Ben Huss of Newton, who owns a bail bond company and a furniture store
and has other business interests in Catawba County, said that he and
his wife, Debra, will move the house to an oceanside lot in northern
Rodanthe.
He said he has lined up Expert House Movers, the company that moved the
Cape Hatteras Lighthouse in 1999, to move the cottage almost a mile to
the south and that he hopes the move will happen the first week in
January.
Huss said that he already has a CAMA permit to locate the house on the new lot.

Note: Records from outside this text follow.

use serde::{Deserialize, Serialize};
use std::fmt;

use crate::error::VerifyError;

/// Backend-specific handle used to delete or acknowledge a fetched message.
#[derive(Debug, Clone, PartialEq, Eq)]
pub enum MessageRef {
    /// IMAP UID within the selected mailbox.
    Uid(u32),
    /// POP3 message ordinal (1-based, valid for the session that produced it).
    Index(u32),
    /// Message id issued by the temp mailbox REST API.
    RestId(String),
}

impl fmt::Display for MessageRef {
    fn fmt(&self, f: &mut fmt::Formatter<'_>) -> fmt::Result {
        match self {
            MessageRef::Uid(uid) => write!(f, "uid:{}", uid),
            MessageRef::Index(idx) => write!(f, "pop3:{}", idx),
            MessageRef::RestId(id) => write!(f, "rest:{}", id),
        }
    }
}

/// One fetched email, normalized across transports.
#[derive(Debug, Clone)]
pub struct MailMessage {
    pub sender: String,
    pub subject: String,
    /// Decoded plain-text body.
    pub body: String,
    pub received_ref: MessageRef,
}

/// Exactly six ASCII digits.
#[derive(Debug, Clone, PartialEq, Eq, Hash, Serialize)]
pub struct VerificationCode(String);

impl VerificationCode {
    pub fn parse(raw: &str) -> Result<Self, VerifyError> {
        if raw.len() == 6 && raw.bytes().all(|b| b.is_ascii_digit()) {
            Ok(Self(raw.to_string()))
        } else {
            Err(VerifyError::MalformedMessage(format!(
                "not a 6-digit code: {:?}",
                raw
            )))
        }
    }

    pub fn as_str(&self) -> &str {
        &self.0
    }

    pub fn digits(&self) -> impl Iterator<Item = char> + '_ {
        self.0.chars()
    }
}

impl fmt::Display for VerificationCode {
    fn fmt(&self, f: &mut fmt::Formatter<'_>) -> fmt::Result {
        f.write_str(&self.0)
    }
}

/// A code together with the message it was found in.
#[derive(Debug, Clone)]
pub struct CodeMatch {
    pub code: VerificationCode,
    pub message: MailMessage,
}

/// Named page states the challenge detector can recognize.
#[derive(Debug, Clone, Copy, PartialEq, Eq, Hash, Serialize, Deserialize)]
#[serde(rename_all = "snake_case")]
pub enum ChallengeState {
    PasswordEntry,
    ChallengePending,
    SettingsReached,
    Indeterminate,
}

impl ChallengeState {
    /// Whether the flow may move past the challenge.
    pub fn is_cleared(&self) -> bool {
        matches!(self, ChallengeState::PasswordEntry | ChallengeState::SettingsReached)
    }
}

#[derive(Debug, Clone, PartialEq, Eq, Serialize, Deserialize)]
pub struct Cookie {
    pub name: String,
    pub value: String,
}

impl Cookie {
    pub fn new(name: impl Into<String>, value: impl Into<String>) -> Self {
        Self {
            name: name.into(),
            value: value.into(),
        }
    }
}

/// Opaque session token recovered from a cookie value.
#[derive(Clone, PartialEq, Eq)]
pub struct SessionToken(String);

impl SessionToken {
    pub fn new(token: impl Into<String>) -> Self {
        Self(token.into())
    }

    pub fn as_str(&self) -> &str {
        &self.0
    }

    pub fn into_inner(self) -> String {
        self.0
    }
}

impl fmt::Debug for SessionToken {
    fn fmt(&self, f: &mut fmt::Formatter<'_>) -> fmt::Result {
        let visible: String = self.0.chars().take(6).collect();
        write!(f, "SessionToken({}…)", visible)
    }
}
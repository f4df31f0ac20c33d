use anyhow::{Context, Result};
use tracing::info;

use veriflow_core::config::AppConfig;
use veriflow_mail::VerificationCodeFetcher;

pub async fn run(
    mut config: AppConfig,
    recipient: Option<String>,
    attempts: Option<u32>,
    interval: Option<u64>,
) -> Result<()> {
    if let Some(recipient) = recipient {
        config.mail.recipient = recipient;
    }
    if let Some(attempts) = attempts {
        config.mail.fetch_attempts = attempts;
    }
    if let Some(interval) = interval {
        config.mail.fetch_interval_seconds = interval;
    }
    config.validate().context("invalid configuration")?;

    let fetcher = VerificationCodeFetcher::from_config(&config.mail)?;
    info!(backend = %config.mail.backend.kind(), "starting verification code fetch");

    let code = fetcher.get_verification_code().await?;
    println!("{}", code);
    Ok(())
}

Once it is moved, Huss said he will restore the house to the glory it
enjoyed as the setting for the popular feature film, “Nights in
Rodanthe,” based on the Nicholas Sparks romance and starring
Richard Gere and Diane Lane.
And he will rent Serendipity to the many fans who want to stay at the Inn at Rodanthe, as the house was named in the film.
Huss said on Thursday that he has signed a contract for the purchase.

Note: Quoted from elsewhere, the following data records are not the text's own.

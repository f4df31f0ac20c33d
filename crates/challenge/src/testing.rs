//! Scriptable in-memory page for tests.

use std::collections::HashSet;
use std::path::{Path, PathBuf};
use std::sync::atomic::{AtomicU32, Ordering};
use std::sync::Mutex;

use async_trait::async_trait;

use veriflow_core::Cookie;

use crate::probe::{ElementHandle, Hop, LookupKey, PageProbe, ProbeError};

/// Fresh directory path under the system temp dir. Not created.
pub fn scratch_dir(name: &str) -> PathBuf {
    static COUNTER: AtomicU32 = AtomicU32::new(0);
    let n = COUNTER.fetch_add(1, Ordering::SeqCst);
    std::env::temp_dir().join(format!("veriflow-{}-{}-{}", name, std::process::id(), n))
}

#[derive(Debug)]
enum ClickBehavior {
    Works,
    Fails,
    ClosesPage,
}

#[derive(Debug)]
struct PageState {
    present: HashSet<String>,
    erroring: HashSet<String>,
    revealed_by_click: Vec<String>,
    turnstile: bool,
    broken_hop: Option<String>,
    click_behavior: ClickBehavior,
    failing_screenshots: bool,
    cookies: Vec<Cookie>,
    cookie_failures: u32,
    cookies_from_call: u32,

    hops: Vec<String>,
    clicks: Vec<ElementHandle>,
    inputs: Vec<(String, String)>,
    screenshots: Vec<PathBuf>,
    cookie_calls: u32,
}

pub struct FakePage {
    state: Mutex<PageState>,
}

impl FakePage {
    pub fn new() -> Self {
        Self {
            state: Mutex::new(PageState {
                present: HashSet::new(),
                erroring: HashSet::new(),
                revealed_by_click: Vec::new(),
                turnstile: false,
                broken_hop: None,
                click_behavior: ClickBehavior::Works,
                failing_screenshots: false,
                cookies: Vec::new(),
                cookie_failures: 0,
                cookies_from_call: 1,
                hops: Vec::new(),
                clicks: Vec::new(),
                inputs: Vec::new(),
                screenshots: Vec::new(),
                cookie_calls: 0,
            }),
        }
    }

    fn edit(self, f: impl FnOnce(&mut PageState)) -> Self {
        f(&mut self.state.lock().unwrap());
        self
    }

    pub fn with_keys(self, keys: &[&str]) -> Self {
        self.edit(|s| s.present.extend(keys.iter().map(|k| k.to_string())))
    }

    pub fn failing_key(self, key: &str) -> Self {
        self.edit(|s| {
            s.erroring.insert(key.to_string());
        })
    }

    pub fn with_turnstile(self) -> Self {
        self.edit(|s| s.turnstile = true)
    }

    /// Make the hop with this display name lead nowhere.
    pub fn break_hop(self, hop: &str) -> Self {
        self.edit(|s| s.broken_hop = Some(hop.to_string()))
    }

    pub fn clicking_reveals(self, keys: &[&str]) -> Self {
        self.edit(|s| s.revealed_by_click = keys.iter().map(|k| k.to_string()).collect())
    }

    pub fn failing_clicks(self) -> Self {
        self.edit(|s| s.click_behavior = ClickBehavior::Fails)
    }

    pub fn closing_on_click(self) -> Self {
        self.edit(|s| s.click_behavior = ClickBehavior::ClosesPage)
    }

    pub fn failing_screenshots(self) -> Self {
        self.edit(|s| s.failing_screenshots = true)
    }

    pub fn with_cookies(self, cookies: Vec<Cookie>) -> Self {
        self.edit(|s| s.cookies = cookies)
    }

    /// The first `n` cookie reads fail.
    pub fn cookies_fail_times(self, n: u32) -> Self {
        self.edit(|s| s.cookie_failures = n)
    }

    /// Cookies are returned from the `n`th read on; earlier reads see an empty jar.
    pub fn cookies_appear_on_call(self, n: u32) -> Self {
        self.edit(|s| s.cookies_from_call = n)
    }

    pub fn hops(&self) -> Vec<String> {
        self.state.lock().unwrap().hops.clone()
    }

    pub fn clicks(&self) -> Vec<ElementHandle> {
        self.state.lock().unwrap().clicks.clone()
    }

    pub fn inputs(&self) -> Vec<(String, String)> {
        self.state.lock().unwrap().inputs.clone()
    }

    pub fn screenshots(&self) -> Vec<PathBuf> {
        self.state.lock().unwrap().screenshots.clone()
    }

    pub fn cookie_calls(&self) -> u32 {
        self.state.lock().unwrap().cookie_calls
    }
}

#[async_trait]
impl PageProbe for FakePage {
    async fn exists(&self, key: &LookupKey) -> Result<bool, ProbeError> {
        let state = self.state.lock().unwrap();
        if state.erroring.contains(key.as_str()) {
            return Err(ProbeError::Interaction(format!("lookup of {} timed out", key)));
        }
        Ok(state.present.contains(key.as_str()))
    }

    async fn locate(&self, key: &LookupKey) -> Result<Option<ElementHandle>, ProbeError> {
        let state = self.state.lock().unwrap();
        if key.as_str() == "@id=cf-turnstile" && state.turnstile {
            return Ok(Some(ElementHandle::new("turnstile-container")));
        }
        Ok(state
            .present
            .contains(key.as_str())
            .then(|| ElementHandle::new(key.as_str())))
    }

    async fn descend(&self, from: &ElementHandle, hop: &Hop) -> Result<Option<ElementHandle>, ProbeError> {
        let mut state = self.state.lock().unwrap();
        let name = hop.to_string();
        state.hops.push(name.clone());
        if state.broken_hop.as_deref() == Some(name.as_str()) {
            return Ok(None);
        }
        if *hop == Hop::Find(LookupKey::from("tag:input")) {
            return Ok(Some(ElementHandle::new("turnstile-input")));
        }
        Ok(Some(ElementHandle::new(format!("{}/{}", from.as_str(), name))))
    }

    async fn click(&self, element: &ElementHandle) -> Result<(), ProbeError> {
        let mut state = self.state.lock().unwrap();
        state.clicks.push(element.clone());
        match state.click_behavior {
            ClickBehavior::Works => {
                let revealed = state.revealed_by_click.clone();
                state.present.extend(revealed);
                Ok(())
            }
            ClickBehavior::Fails => Err(ProbeError::Stale(element.as_str().to_string())),
            ClickBehavior::ClosesPage => Err(ProbeError::Closed("target crashed".into())),
        }
    }

    async fn input(&self, element: &ElementHandle, text: &str) -> Result<(), ProbeError> {
        self.state
            .lock()
            .unwrap()
            .inputs
            .push((element.as_str().to_string(), text.to_string()));
        Ok(())
    }

    async fn screenshot(&self, path: &Path) -> Result<(), ProbeError> {
        let mut state = self.state.lock().unwrap();
        state.screenshots.push(path.to_path_buf());
        if state.failing_screenshots {
            return Err(ProbeError::Interaction("capture failed".into()));
        }
        Ok(())
    }

    async fn cookies(&self) -> Result<Vec<Cookie>, ProbeError> {
        let mut state = self.state.lock().unwrap();
        state.cookie_calls += 1;
        if state.cookie_calls <= state.cookie_failures {
            return Err(ProbeError::Interaction("cookie read failed".into()));
        }
        if state.cookie_calls < state.cookies_from_call {
            return Ok(Vec::new());
        }
        Ok(state.cookies.clone())
    }

    async fn run_script(&self, _code: &str) -> Result<serde_json::Value, ProbeError> {
        Ok(serde_json::Value::Null)
    }
}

Michael Creasy of Champion, Pa., who has owned the house with his wife,
Susan, since 2003, confirmed in a telephone interview yesterday that
the sale to Huss is pending.
“We have a verbal agreement,” Creasy said, “and
it’s just a matter of the paperwork coming through.”

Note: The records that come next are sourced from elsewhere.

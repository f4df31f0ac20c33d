use tracing::{debug, info};

use veriflow_core::ChallengeState;

use crate::probe::{LookupKey, PageProbe};

/// Classifies the current page by probing one marker per state.
#[derive(Debug, Clone)]
pub struct ChallengeStateDetector {
    markers: Vec<(ChallengeState, LookupKey)>,
}

impl Default for ChallengeStateDetector {
    fn default() -> Self {
        Self::new(vec![
            (ChallengeState::PasswordEntry, LookupKey::from("@name=password")),
            (ChallengeState::ChallengePending, LookupKey::from("@data-index=0")),
            (ChallengeState::SettingsReached, LookupKey::from("Account Settings")),
        ])
    }
}

impl ChallengeStateDetector {
    /// Markers are checked in the given order; the first present one wins.
    pub fn new(markers: Vec<(ChallengeState, LookupKey)>) -> Self {
        Self { markers }
    }

    pub fn markers(&self) -> &[(ChallengeState, LookupKey)] {
        &self.markers
    }

    pub async fn detect(&self, probe: &dyn PageProbe) -> Option<ChallengeState> {
        for (state, key) in &self.markers {
            match probe.exists(key).await {
                Ok(true) => {
                    info!(state = ?state, marker = %key, "page state detected");
                    return Some(*state);
                }
                Ok(false) => {}
                Err(e) => debug!(marker = %key, error = %e, "marker probe failed, treating as absent"),
            }
        }
        None
    }

    /// Like [`detect`](Self::detect), with `Indeterminate` for no match.
    pub async fn classify(&self, probe: &dyn PageProbe) -> ChallengeState {
        self.detect(probe).await.unwrap_or(ChallengeState::Indeterminate)
    }
}
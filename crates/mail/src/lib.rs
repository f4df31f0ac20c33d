pub mod backend;
pub mod extract;
pub mod fetcher;
pub mod imap;
pub mod mime;
pub mod pop3;
pub mod tempmail;
pub mod transport;

#[cfg(test)]
pub(crate) mod testing;

pub use backend::{Backend, MailBackend, PollSettings};
pub use fetcher::VerificationCodeFetcher;
pub use imap::ImapBackend;
pub use pop3::Pop3Backend;
pub use tempmail::TempMailBackend;
pub use transport::{Connector, TlsConnector};
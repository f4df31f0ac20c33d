pub mod fetch_code;

use anyhow::Result;
use veriflow_core::config::AppConfig;

pub fn run_show_config(config: &AppConfig) -> Result<()> {
    let mail = &config.mail;
    println!("backend:          {}", mail.backend.kind());
    println!("recipient:        {}", mail.effective_recipient());
    println!(
        "fetch attempts:   {} every {}s",
        mail.fetch_attempts, mail.fetch_interval_seconds
    );
    println!(
        "mailbox polls:    {} every {}s",
        mail.poll_limit, mail.poll_interval_seconds
    );
    println!();
    println!("{:#?}", config);
    Ok(())
}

Creasy added that the owners and sellers had been talking directly for
some time and that he did not see any problems at this point in the
sale.
Huss’ pursuit of Serendipity comes at a pivotal time.
Earlier this month, Dare County sent the Creasys a notice that the
house was being declared a public nuisance and that the couple had 10
days to appeal the decision or remove it from the property.
The Creasys hired an attorney and had planned to appeal, but Creasy
said the appeal, which Dare County had tentatively scheduled for the
Jan. 4 meeting of the Board of Commissioners, will be unnecessary if
the sale proceeds.
In fact, both Creasy and Huss said that the closing on the Serendipity sale is now tentatively scheduled for Jan. 4.
The beach cottage Serendipity stands almost as if it is the
island’s sentinel at the northern edge of Rodanthe in the Mirlo
Beach subdivision – the first house you encounter as you travel
south on Hatteras.
The views from the house are magnificent with the ocean to the east and
the sound to the west and the expanse of undeveloped Pea Island
National Wildlife Refuge to the north.
When it was built in 1988 by Roger Meekins of Manteo, Serendipity was
really large by Hatteras Island standards. Those were the days
when modest one-story “beach boxes” dominated the rental
cottage market, and Serendipity was an attention getter.
In the past five or six years, the house has gotten attention for being
overwashed and surrounded by the ocean in almost every coastal storm,
however minor.
After every storm, Hatteras islanders would ask each other, “Is Serendipity still there?”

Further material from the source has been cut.